Compound 3c prevents angiogenesis and invasion through the basement membrane in a CAM assay. (A) HT1080 cells were adsorbed onto a gelatin sponge, implanted atop the CAM, and then subsequently treated with DMSO control or 0.5 μM compound 1f, 1a, or 3c. After 4 days of incubation at 37 °C, representative images of the angiogenic bed surrounding the gelatin sponge were taken. (B) Analysis and quantification of the number of blood vessels in the area surrounding the implanted sponge. (C, D) The CAM was inoculated with HT1080 GFP+ cells mixed with a type I collagen solution and treated with DMSO control and 0.5 μM compound 1f, 1a, or 3c. After 7 days of incubation at 37 °C, CAM membranes were isolated, sectioned, H&E stained, and imaged under 20× magnification.

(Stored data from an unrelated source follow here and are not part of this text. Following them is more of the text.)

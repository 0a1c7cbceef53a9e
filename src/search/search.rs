//! Iterative-deepening negamax with alpha-beta, quiescence, a
//! transposition table, killer-move ordering, PV recovery, check
//! extensions, and null-move pruning — the literal pseudocode in the
//! spec, not the teacher's richer RFP/FP/LMR/aspiration-window searcher.
//! The stop flag, iterative-deepening loop shape, and info-line style are
//! grounded on the teacher's `search::search::Searcher`.

use super::context::{KillerTable, PvTable, MAX_PLY};
use super::draw::DrawTable;
use super::eval::{absolute_evaluation, DRAW_SCORE, MATE_SCORE};
use super::ordering;
use super::tt::{NodeType, TTEntry, TranspositionTable};
use crate::board::Position;
use crate::moves::movegen::{generate, GenMode};
use crate::moves::types::{Move, MoveList};
use std::sync::atomic::{AtomicBool, Ordering};
use std::sync::Arc;
use std::time::Instant;

const INITIAL_ALPHA: i32 = i32::MIN + 1;
const INITIAL_BETA: i32 = i32::MAX - 1;
const NULL_MOVE_R: i32 = 2;
const MAX_CHECK_EXTENSIONS: i32 = 2;

pub struct Searcher {
    tt: TranspositionTable,
    draw_table: DrawTable,
    killers: KillerTable,
    pv: PvTable,
    nodes: u64,
    stop: Arc<AtomicBool>,
    /// The PV line from the last fully completed iterative-deepening
    /// depth; `order()` scores a move at `ply` as a PV move if it matches
    /// `previous_pv[ply]`.
    previous_pv: Vec<Move>,
}

impl Searcher {
    pub fn new() -> Searcher {
        Searcher {
            tt: TranspositionTable::new(),
            draw_table: DrawTable::new(),
            killers: KillerTable::new(),
            pv: PvTable::new(),
            nodes: 0,
            stop: Arc::new(AtomicBool::new(false)),
            previous_pv: Vec::new(),
        }
    }

    /// A clonable handle the host can hand to another task so it can call
    /// `stop()` concurrently with `search()` running here.
    pub fn stop_handle(&self) -> Arc<AtomicBool> {
        Arc::clone(&self.stop)
    }

    pub fn stop(&self) {
        self.stop.store(true, Ordering::SeqCst);
    }

    /// Empties the transposition table and draw stack; a host-driven
    /// "new game" operation.
    pub fn reset(&mut self) {
        self.tt.clear();
        self.draw_table.clear();
        self.killers.clear();
        self.pv.clear();
        self.previous_pv.clear();
        self.stop.store(false, Ordering::SeqCst);
    }

    pub fn tt_hits(&self) -> u64 {
        self.tt.hits()
    }

    /// Iterative deepening from depth 1 to `max_depth`. Returns the best
    /// move from the deepest fully completed iteration; a stop mid-depth
    /// discards that depth's (possibly partial) result.
    pub fn search(&mut self, pos: &mut Position, max_depth: u32) -> Move {
        self.stop.store(false, Ordering::SeqCst);
        let start = Instant::now();
        let mut best_move = Move::null();

        for depth in 1..=max_depth {
            self.nodes = 0;
            self.pv.clear();
            self.tt.reset_counters();

            let score = self.negamax(pos, INITIAL_ALPHA, INITIAL_BETA, depth as i32, 0, 0);

            if self.stop.load(Ordering::SeqCst) {
                break;
            }

            best_move = self.pv.best_move();
            self.previous_pv = self.pv.line().to_vec();

            let elapsed_ms = start.elapsed().as_millis().max(1);
            let nps = (self.nodes as u128 * 1000) / elapsed_ms;
            let pv_str = self
                .pv
                .line()
                .iter()
                .map(|m| m.to_uci())
                .collect::<Vec<_>>()
                .join(" ");
            println!(
                "info depth {depth} score {score} nodes {} nps {nps} time {elapsed_ms} tthits {} pv {pv_str}",
                self.nodes,
                self.tt.hits(),
            );
        }

        best_move
    }

    fn negamax(&mut self, pos: &mut Position, mut alpha: i32, beta: i32, mut depth: i32, ply: usize, mut ext: i32) -> i32 {
        self.pv.reset_length(ply);

        if self.stop.load(Ordering::SeqCst) {
            return 0;
        }

        let hash = pos.hash;
        if self.draw_table.is_repeat(hash) || pos.is_draw() {
            return DRAW_SCORE;
        }

        let pv_node = (beta - alpha) != 1;
        let side = pos.side_to_move;
        let in_check = pos.king_in_check(side);

        if in_check && ext < MAX_CHECK_EXTENSIONS {
            depth += 1;
            ext += 1;
        }

        let mut moves = MoveList::new();
        generate(pos, GenMode::Legal, &mut moves);
        if moves.is_empty() {
            return if in_check { -MATE_SCORE + ply as i32 } else { DRAW_SCORE };
        }

        if depth <= 0 {
            return if in_check {
                absolute_evaluation(pos)
            } else {
                self.quiescence(pos, alpha, beta)
            };
        }

        self.nodes += 1;

        if ply != 0 {
            if let Some(entry) = self.tt.get(hash) {
                if entry.depth as i32 >= depth {
                    match entry.node_type {
                        NodeType::Exact => {
                            self.pv.record_tt_move(ply, entry.best_move);
                            return entry.score;
                        }
                        NodeType::Upper => {
                            if entry.score <= alpha {
                                return alpha;
                            }
                        }
                        NodeType::Lower => {
                            if entry.score >= beta {
                                return beta;
                            }
                        }
                    }
                }
            }
        }

        if !in_check && !pv_node && depth >= 3 && ply != 0 && ply + 1 < MAX_PLY {
            pos.make_null();
            self.draw_table.push(hash);
            let s = -self.negamax(pos, -beta, -beta + 1, depth - 1 - NULL_MOVE_R, ply + 1, ext);
            self.draw_table.pop();
            pos.undo_null();
            if s >= beta {
                return beta;
            }
        }

        let pv_move = self.previous_pv.get(ply).copied();
        ordering::order(&mut moves, pv_move, &self.killers, side);

        let mut best_score = i32::MIN + 1;
        let mut best_move = Move::null();
        let mut node_type = NodeType::Upper;

        for mv in moves {
            self.draw_table.push(hash);
            if pos.make(mv).is_err() {
                self.draw_table.pop();
                continue;
            }
            let s = if ply + 1 < MAX_PLY {
                -self.negamax(pos, -beta, -alpha, depth - 1, ply + 1, ext)
            } else {
                -absolute_evaluation(pos)
            };
            pos.undo();
            self.draw_table.pop();

            if s > best_score {
                best_score = s;
                best_move = mv;
            }
            if s >= beta {
                node_type = NodeType::Lower;
                if !mv.is_capture() {
                    self.killers.record(side, mv);
                }
                break;
            }
            if s > alpha {
                alpha = s;
                node_type = NodeType::Exact;
                self.pv.update(ply, mv);
            }
        }

        if !self.stop.load(Ordering::SeqCst) {
            self.tt.insert(
                hash,
                TTEntry {
                    node_type,
                    best_move,
                    score: best_score,
                    depth: depth as u32,
                    age: ply as u32,
                },
            );
        }

        best_score
    }

    fn quiescence(&mut self, pos: &mut Position, mut alpha: i32, beta: i32) -> i32 {
        self.nodes += 1;
        let stand_pat = absolute_evaluation(pos);
        if stand_pat >= beta {
            return beta;
        }
        if stand_pat > alpha {
            alpha = stand_pat;
        }

        let mut moves = MoveList::new();
        generate(pos, GenMode::CapturesOnly, &mut moves);

        for mv in moves {
            if pos.make(mv).is_err() {
                continue;
            }
            let s = -self.quiescence(pos, -beta, -alpha);
            pos.undo();

            if s >= beta {
                return beta;
            }
            if s > alpha {
                alpha = s;
            }
        }

        alpha
    }
}

impl Default for Searcher {
    fn default() -> Self {
        Self::new()
    }
}

#[cfg(test)]
mod tests {
    use super::*;

    #[test]
    fn finds_mate_in_one() {
        // Black king boxed in the h8 corner by its own pawns; Ra1-a8 is
        // mate since g8, the only flight square, lies on the rook's ray.
        let mut pos = Position::from_fen("7k/5ppp/8/8/8/8/8/R5K1 w - - 0 1").unwrap();
        let mut searcher = Searcher::new();
        let best = searcher.search(&mut pos, 3);
        pos.make(best).unwrap();
        assert!(pos.is_checkmated(crate::piece::Color::Black));
    }

    #[test]
    fn quiescence_never_exceeds_beta() {
        let mut pos = Position::from_fen("rnbqkbnr/pppppppp/8/8/8/8/PPPPPPPP/RNBQKBNR w KQkq - 0 1").unwrap();
        let mut searcher = Searcher::new();
        let score = searcher.quiescence(&mut pos, i32::MIN + 1, 100);
        assert!(score <= 100);
    }

    #[test]
    fn stop_flag_short_circuits_to_zero() {
        let mut pos = Position::from_fen("rnbqkbnr/pppppppp/8/8/8/8/PPPPPPPP/RNBQKBNR w KQkq - 0 1").unwrap();
        let mut searcher = Searcher::new();
        searcher.stop();
        let score = searcher.negamax(&mut pos, INITIAL_ALPHA, INITIAL_BETA, 4, 0, 0);
        assert_eq!(score, 0);
        assert_eq!(searcher.pv.lengths[0], 0);
    }
}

HT1080 cells stably expressing GFP were mixed with a type I collagen solution (3 mg mL–1) and seeded atop the CAM to ensure the cells localized to a specific area. Then, they were treated with a 100 μM stock solution of compound 1f, 1a, or 3c (final drug concentration is estimated to be 0.5 μM). The invasion of cancer cells through the epithelium and basement membrane of the upper CAM into connecting tissue was examined by hematoxylin and eosin staining (Figure C) in addition to fluorescence microscopy for GFP+ cells (Figure D). Treatment of HT1080 cells with either compound 1a or 3c reduced invasion of CAM tissue compared to treatment with either DMSO or compound 1f control.

Discussion

MMPs are crucial for the degradation of ECM and blood vessel linings. Degradation allows tumor cells to escape their primary location and enter the circulatory system where they can travel to seed secondary tumors elsewhere in the body.[32,33] Therefore, targeting MMPs with inhibitors is of interest for cancer drug development.[34] Original inhibition attempts focused on synthetic collagen-mimicking hydroxamate inhibitors that chelate the zinc ion in the active site upon binding.[35] These drugs largely failed in clinical trials due to lack of selectivity for individual MMPs. Due to the specificity issues inherent in generating inhibitors of MMP proteolytic activity, we developed inhibitors which target MMP-9’s hemopexin domain. MMP hemopexin domains share a common tertiary structure, yet the surface residues of MMP hemopexin domains are distinct, and one hemopexin domain cannot functionally substitute for another.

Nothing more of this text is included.